_About this exercise_
Restate word for word the lines in the listing below, starting at the line containing "use crate::derive_data::ReflectMeta;" and ending at the line containing "static CELL: #path_cell_", both included; leave out the rest.
(Records shown)
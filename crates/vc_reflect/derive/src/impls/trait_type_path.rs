use proc_macro2::TokenStream;
use quote::quote;

use crate::derive_data::ReflectMeta;

/// Generate implementation codes for `TypePath`
pub(crate) fn impl_trait_type_path(meta: &ReflectMeta) -> TokenStream {
    let vc_reflect_path = meta.vc_reflect_path();
    let trait_type_path_ = crate::path::type_path_(vc_reflect_path);

    let type_path = meta.type_path_tokens();
    let type_name = meta.type_name_tokens();

    let (type_path, type_name, inline_flag) = if meta.impl_with_generic() {
        let path_cell_ = crate::path::generic_type_path_cell_(vc_reflect_path);
        let cell = |generator: TokenStream| {
            quote! {
                static CELL: #path_cell_ = #path_cell_::new();
                CELL.get_or_insert::<Self>(|| {
                    #generator
                })
            }
        };
        (cell(type_path), cell(type_name), TokenStream::new())
    } else {
        (type_path, type_name, quote! { #[inline] })
    };

    let ident = meta.ident();
    let (impl_generics, ty_generics, where_clause) = meta.split_generics(false, &[]);

    quote! {
        impl #impl_generics #trait_type_path_ for #ident #ty_generics #where_clause {
            #inline_flag
            fn type_path() -> &'static str {
                #type_path
            }

            #inline_flag
            fn type_name() -> &'static str {
                #type_name
            }
        }
    }
}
(End Records shown)
_Written answer_
use crate::derive_data::ReflectMeta;

/// Generate implementation codes for `TypePath`
pub(crate) fn impl_trait_type_path(meta: &ReflectMeta) -> TokenStream {
    let vc_reflect_path = meta.vc_reflect_path();
    let trait_type_path_ = crate::path::type_path_(vc_reflect_path);

    let type_path = meta.type_path_tokens();
    let type_name = meta.type_name_tokens();

    let (type_path, type_name, inline_flag) = if meta.impl_with_generic() {
        let path_cell_ = crate::path::generic_type_path_cell_(vc_reflect_path);
        let cell = |generator: TokenStream| {
            quote! {
                static CELL: #path_cell_ = #path_cell_::new();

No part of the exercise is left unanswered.